ANC99LA009
ANC99LA009

On October 26, 1998, about 1735 Alaska standard time, a wheel equipped Cessna 207A airplane, N73533, sustained substantial damage during a forced landing, about 3 miles west of Aniak, Alaska. The airplane was being operated as a visual flight rules (VFR) on-demand passenger flight under Title 14 CFR Part 135 when the accident occurred. The airplane was operated by Arctic Circle Air Inc., Anchorage, Alaska. The certificated commercial pilot, and the two passengers, received minor injuries. Visual meteorological conditions prevailed. VFR company flight following procedures were in effect. The flight originated at the Aniak Airport, about 1732.

The director of operations for the operator reported the flight was a charter flight to Kalskag, Alaska, which is located about 22 miles west of Aniak. After takeoff, the pilot climbed the airplane to about 1,000 feet msl. The engine began to run rough, and emergency procedures did not remedy the roughness. In the NTSB Pilot/Operator report (NTSB form 6120.1/2) filed by the operator, the pilot included a written statement. The pilot said that after performing the engine emergency procedures, the engine began slowing down, and he knew the airplane would not remain airborne. The pilot selected a forced landing area in a slough that contained trees. The airplane collided with trees, and received extensive damage to the wings and fuselage. The empennage was torn from the fuselage.

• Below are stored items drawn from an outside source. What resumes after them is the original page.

use crate::codec::MalformedFrameError;
use crate::events::ServerEvent;
use crate::events::server::{
    AudioResponseEvent, CloneResponseEvent, ConnectedEvent, ErrorEvent, GenericMessage,
    TranscriptEvent,
};
use serde_json::Value;
use std::fmt;
use std::str::FromStr;

/// The fixed set of broker categories.
#[derive(Debug, Clone, Copy, PartialEq, Eq, Hash, PartialOrd, Ord)]
pub enum EventCategory {
    Connected,
    Disconnected,
    TranscriptInterim,
    TranscriptFinal,
    CloneResponse,
    AudioResponse,
    Error,
    Message,
}

impl EventCategory {
    pub const ALL: [EventCategory; 8] = [
        EventCategory::Connected,
        EventCategory::Disconnected,
        EventCategory::TranscriptInterim,
        EventCategory::TranscriptFinal,
        EventCategory::CloneResponse,
        EventCategory::AudioResponse,
        EventCategory::Error,
        EventCategory::Message,
    ];

    pub fn as_str(&self) -> &'static str {
        match self {
            EventCategory::Connected => "connected",
            EventCategory::Disconnected => "disconnected",
            EventCategory::TranscriptInterim => "transcript:interim",
            EventCategory::TranscriptFinal => "transcript:final",
            EventCategory::CloneResponse => "clone:response",
            EventCategory::AudioResponse => "audio:response",
            EventCategory::Error => "error",
            EventCategory::Message => "message",
        }
    }
}

impl fmt::Display for EventCategory {
    fn fmt(&self, f: &mut fmt::Formatter<'_>) -> fmt::Result {
        f.write_str(self.as_str())
    }
}

#[derive(Debug, Clone, PartialEq, Eq, thiserror::Error)]
#[error("unknown event category `{0}`")]
pub struct UnknownCategory(pub String);

impl FromStr for EventCategory {
    type Err = UnknownCategory;

    fn from_str(s: &str) -> Result<Self, Self::Err> {
        EventCategory::ALL
            .into_iter()
            .find(|category| category.as_str() == s)
            .ok_or_else(|| UnknownCategory(s.to_string()))
    }
}

/// Where an `error` event came from.
#[derive(Debug, Clone, Copy, PartialEq, Eq)]
pub enum FaultKind {
    /// Handshake rejected; the token must be replaced before reconnecting.
    Auth,
    /// Network-level close or failure.
    Transport,
    MalformedFrame,
    RetryExhausted,
    /// An `error` control frame sent by the backend.
    Server,
}

/// Payload of the `error` category.
#[derive(Debug, Clone, PartialEq)]
pub struct Fault {
    kind: FaultKind,
    message: String,
    code: Option<Value>,
    fatal: bool,
}

impl Fault {
    pub fn new(kind: FaultKind, message: impl Into<String>) -> Self {
        Self {
            kind,
            message: message.into(),
            code: None,
            fatal: false,
        }
    }

    pub fn fatal(mut self) -> Self {
        self.fatal = true;
        self
    }

    pub fn with_code(mut self, code: Option<Value>) -> Self {
        self.code = code;
        self
    }

    pub fn server(event: &ErrorEvent) -> Self {
        Self::new(FaultKind::Server, event.message()).with_code(event.code().cloned())
    }

    pub fn malformed(error: &MalformedFrameError) -> Self {
        Self::new(FaultKind::MalformedFrame, error.to_string())
    }

    pub fn kind(&self) -> FaultKind {
        self.kind
    }

    pub fn message(&self) -> &str {
        &self.message
    }

    pub fn code(&self) -> Option<&Value> {
        self.code.as_ref()
    }

    /// A fatal fault leaves the session CLOSED.
    pub fn is_fatal(&self) -> bool {
        self.fatal
    }
}

#[derive(Debug, Clone, Default, PartialEq)]
pub struct DisconnectedEvent {
    reason: Option<String>,
}

impl DisconnectedEvent {
    pub fn new(reason: Option<String>) -> Self {
        Self { reason }
    }

    pub fn reason(&self) -> Option<&str> {
        self.reason.as_deref()
    }
}

/// An event delivered through the broker.
#[derive(Debug, Clone, PartialEq)]
pub enum Event {
    Connected(ConnectedEvent),
    Disconnected(DisconnectedEvent),
    TranscriptInterim(TranscriptEvent),
    TranscriptFinal(TranscriptEvent),
    CloneResponse(CloneResponseEvent),
    AudioResponse(AudioResponseEvent),
    /// Binary synthesized audio, published under `audio:response`.
    AudioChunk(Vec<u8>),
    Error(Fault),
    Message(GenericMessage),
}

impl Event {
    pub fn category(&self) -> EventCategory {
        match self {
            Event::Connected(_) => EventCategory::Connected,
            Event::Disconnected(_) => EventCategory::Disconnected,
            Event::TranscriptInterim(_) => EventCategory::TranscriptInterim,
            Event::TranscriptFinal(_) => EventCategory::TranscriptFinal,
            Event::CloneResponse(_) => EventCategory::CloneResponse,
            Event::AudioResponse(_) | Event::AudioChunk(_) => EventCategory::AudioResponse,
            Event::Error(_) => EventCategory::Error,
            Event::Message(_) => EventCategory::Message,
        }
    }
}

impl From<ServerEvent> for Event {
    fn from(event: ServerEvent) -> Self {
        match event {
            ServerEvent::Connected(e) => Event::Connected(e),
            ServerEvent::TranscriptInterim(e) => Event::TranscriptInterim(e),
            ServerEvent::TranscriptFinal(e) => Event::TranscriptFinal(e),
            ServerEvent::CloneResponse(e) => Event::CloneResponse(e),
            ServerEvent::AudioResponse(e) => Event::AudioResponse(e),
            ServerEvent::Error(e) => Event::Error(Fault::server(&e)),
            ServerEvent::Message(e) => Event::Message(e),
        }
    }
}

impl From<Fault> for Event {
    fn from(fault: Fault) -> Self {
        Event::Error(fault)
    }
}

A Federal Aviation Administration (FAA) airworthiness inspector from the Anchorage Flight Standards District Office, traveled to the accident scene on October 27, 1998, and examined the airplane. The inspector reported the left wing fuel tank was extensively damaged and breached. He obtained about 160 milliliters of fuel, primarily from the left reservoir tank, and included a small amount gathered from the gascolator. The fuel sample was murky and silty, and contained a small amount of water. Examination of the fuel from the right wing revealed it was clean and bright, and did not contain any visible contaminants.

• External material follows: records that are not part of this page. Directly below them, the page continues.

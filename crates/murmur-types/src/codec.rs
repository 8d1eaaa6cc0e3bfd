//! Message protocol codec.
//!
//! Binary transport messages are audio and pass through untouched. Text
//! messages are JSON control frames discriminated by their `type` field.
//! Decoding never fails on an unknown `type`: such frames become
//! [`ServerEvent::Message`] so older clients survive backend additions.

use crate::events::server::{
    AudioResponseEvent, CloneResponseEvent, ConnectedEvent, ErrorEvent, GenericMessage,
    TranscriptEvent,
};
use crate::events::{ClientCommand, ServerEvent, wire};
use crate::raw::RawMessage;
use serde::de::DeserializeOwned;
use serde_json::{Map, Value};

/// A frame received from the backend.
#[derive(Debug, Clone, PartialEq)]
pub enum InboundFrame {
    /// Synthesized audio for playback.
    Audio(Vec<u8>),
    Control(ServerEvent),
}

/// A frame sent to the backend.
#[derive(Debug, Clone, PartialEq)]
pub enum OutboundFrame {
    /// Captured audio. Sent as-is, never wrapped in an envelope.
    Audio(Vec<u8>),
    Command(ClientCommand),
}

impl OutboundFrame {
    pub fn is_audio(&self) -> bool {
        matches!(self, OutboundFrame::Audio(_))
    }
}

impl From<ClientCommand> for OutboundFrame {
    fn from(command: ClientCommand) -> Self {
        OutboundFrame::Command(command)
    }
}

#[derive(Debug, Clone, PartialEq, thiserror::Error)]
pub enum MalformedFrameError {
    #[error("control frame is not valid JSON: {0}")]
    Json(String),
    #[error("control frame must be a JSON object, got {0}")]
    NotAnObject(&'static str),
    #[error("`{frame_type}` frame has an invalid body: {reason}")]
    InvalidBody { frame_type: String, reason: String },
}

#[derive(Debug, thiserror::Error)]
pub enum EncodeError {
    #[error("command type must not be empty")]
    EmptyType,
    #[error("failed to serialize command: {0}")]
    Json(#[from] serde_json::Error),
}

/// Builds the control frame for `command` carrying every field of `params`.
///
/// A `type` key inside `params` is overwritten by `command`.
pub fn encode_command(
    command: &str,
    params: &Map<String, Value>,
) -> Result<RawMessage, EncodeError> {
    if command.is_empty() {
        return Err(EncodeError::EmptyType);
    }
    let mut body = params.clone();
    body.insert(
        wire::TYPE_FIELD.to_string(),
        Value::String(command.to_string()),
    );
    let text = serde_json::to_string(&Value::Object(body))?;
    Ok(RawMessage::Text(text))
}

pub fn encode(frame: OutboundFrame) -> Result<RawMessage, EncodeError> {
    match frame {
        OutboundFrame::Audio(bytes) => Ok(RawMessage::Binary(bytes)),
        OutboundFrame::Command(command) => {
            let params = command.params()?;
            encode_command(command.command_type(), &params)
        }
    }
}

pub fn decode(message: RawMessage) -> Result<InboundFrame, MalformedFrameError> {
    match message {
        RawMessage::Binary(bytes) => Ok(InboundFrame::Audio(bytes)),
        RawMessage::Text(text) => decode_control(&text).map(InboundFrame::Control),
    }
}

/// Parses a JSON control frame.
pub fn decode_control(text: &str) -> Result<ServerEvent, MalformedFrameError> {
    let value: Value =
        serde_json::from_str(text).map_err(|e| MalformedFrameError::Json(e.to_string()))?;

    let object = match value {
        Value::Object(object) => object,
        other => return Err(MalformedFrameError::NotAnObject(json_kind(&other))),
    };

    let frame_type = object
        .get(wire::TYPE_FIELD)
        .and_then(Value::as_str)
        .map(str::to_string);
    let Some(frame_type) = frame_type else {
        return Ok(generic(None, object));
    };

    let event = match frame_type.as_str() {
        wire::CONNECTED => ServerEvent::Connected(body::<ConnectedEvent>(&frame_type, object)?),
        wire::TRANSCRIPT_INTERIM => {
            ServerEvent::TranscriptInterim(body::<TranscriptEvent>(&frame_type, object)?)
        }
        wire::TRANSCRIPT_FINAL => {
            ServerEvent::TranscriptFinal(body::<TranscriptEvent>(&frame_type, object)?)
        }
        wire::CLONE_RESPONSE => {
            ServerEvent::CloneResponse(body::<CloneResponseEvent>(&frame_type, object)?)
        }
        wire::AUDIO_RESPONSE => {
            ServerEvent::AudioResponse(body::<AudioResponseEvent>(&frame_type, object)?)
        }
        wire::ERROR => ServerEvent::Error(body::<ErrorEvent>(&frame_type, object)?),
        _ => generic(Some(frame_type), object),
    };
    Ok(event)
}

fn body<T: DeserializeOwned>(
    frame_type: &str,
    mut object: Map<String, Value>,
) -> Result<T, MalformedFrameError> {
    object.remove(wire::TYPE_FIELD);
    serde_json::from_value(Value::Object(object)).map_err(|e| MalformedFrameError::InvalidBody {
        frame_type: frame_type.to_string(),
        reason: e.to_string(),
    })
}

fn generic(event_type: Option<String>, object: Map<String, Value>) -> ServerEvent {
    ServerEvent::Message(GenericMessage::new(event_type, Value::Object(object)))
}

fn json_kind(value: &Value) -> &'static str {
    match value {
        Value::Null => "null",
        Value::Bool(_) => "a boolean",
        Value::Number(_) => "a number",
        Value::String(_) => "a string",
        Value::Array(_) => "an array",
        Value::Object(_) => "an object",
    }
}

The fuel sample gathered by the FAA inspector was examined at a laboratory in Anchorage, Alaska. The fuel sample met the specifications for aviation fuel. Analysis of the visible contaminants in the fuel sample revealed that 85 percent of the contaminants were silt and dust, 10 percent were white translucent fibers, and 5 percent were paint chips.

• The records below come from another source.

//! The seam between a session and the network.

pub mod websocket;

#[cfg(any(test, feature = "testing"))]
pub mod memory;

use crate::error::SessionError;
use async_trait::async_trait;
use futures_util::{Sink, Stream};
use murmur_types::RawMessage;
use secrecy::{ExposeSecret, SecretString};
use std::fmt;
use std::pin::Pin;
use std::sync::Arc;
use url::Url;

#[derive(Debug, Clone, PartialEq, Eq, thiserror::Error)]
#[error("{0}")]
pub struct TransportFailure(pub String);

/// What the read half of a transport yields.
#[derive(Debug, Clone, PartialEq)]
pub enum Incoming {
    Message(RawMessage),
    /// The peer closed the connection, optionally with a reason.
    Closed(Option<String>),
}

pub type TransportSink = Pin<Box<dyn Sink<RawMessage, Error = TransportFailure> + Send>>;
pub type TransportStream = Pin<Box<dyn Stream<Item = Result<Incoming, TransportFailure>> + Send>>;

/// One open duplex connection. Exclusively owned by the session that opened it.
pub struct Transport {
    pub sink: TransportSink,
    pub stream: TransportStream,
}

impl Transport {
    pub fn new<Si, St>(sink: Si, stream: St) -> Self
    where
        Si: Sink<RawMessage, Error = TransportFailure> + Send + 'static,
        St: Stream<Item = Result<Incoming, TransportFailure>> + Send + 'static,
    {
        Self {
            sink: Box::pin(sink),
            stream: Box::pin(stream),
        }
    }
}

/// Everything a connector needs to open the streaming endpoint.
#[derive(Clone)]
pub struct ConnectRequest {
    endpoint: String,
    token_param: String,
    token: Arc<SecretString>,
}

impl ConnectRequest {
    pub fn new(endpoint: &str, token_param: &str, token: Arc<SecretString>) -> Self {
        Self {
            endpoint: endpoint.to_string(),
            token_param: token_param.to_string(),
            token,
        }
    }

    pub fn endpoint(&self) -> &str {
        &self.endpoint
    }

    pub fn token(&self) -> &SecretString {
        &self.token
    }

    /// The endpoint with the bearer token appended as a query parameter.
    pub fn authorized_url(&self) -> Result<Url, url::ParseError> {
        let mut url = Url::parse(&self.endpoint)?;
        url.query_pairs_mut()
            .append_pair(&self.token_param, self.token.expose_secret());
        Ok(url)
    }
}

impl fmt::Debug for ConnectRequest {
    fn fmt(&self, f: &mut fmt::Formatter<'_>) -> fmt::Result {
        f.debug_struct("ConnectRequest")
            .field("endpoint", &self.endpoint)
            .field("token_param", &self.token_param)
            .field("token", &"[REDACTED]")
            .finish()
    }
}

/// Opens transports. Implementations map a rejected handshake to
/// [`SessionError::Auth`] and every other failure to [`SessionError::Transport`].
#[async_trait]
pub trait Connector: Send + Sync {
    async fn open(&self, request: &ConnectRequest) -> Result<Transport, SessionError>;
}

The engine remained attached to the airframe at the accident site, until the wreckage was recovered in February, 1999. The engine was examined in Anchorage on February 24, 1999. The examination revealed the magnetos were timed within specification and produced spark at all leads. The massive electrode spark plugs were dry and had a gray appearance. Valve train continuity was established, and thumb compression was present in all cylinders. The oil filter was free of any visible metal. The fuel control inlet filter screen was free of contaminants. The fuel manifold assembly had been opened, and examined by FAA inspectors during their initial visit to the airplane at the accident scene. The screen was free of contaminants.

On February 25, 1998, the engine was placed on an engine test stand and started. The engine produced full power.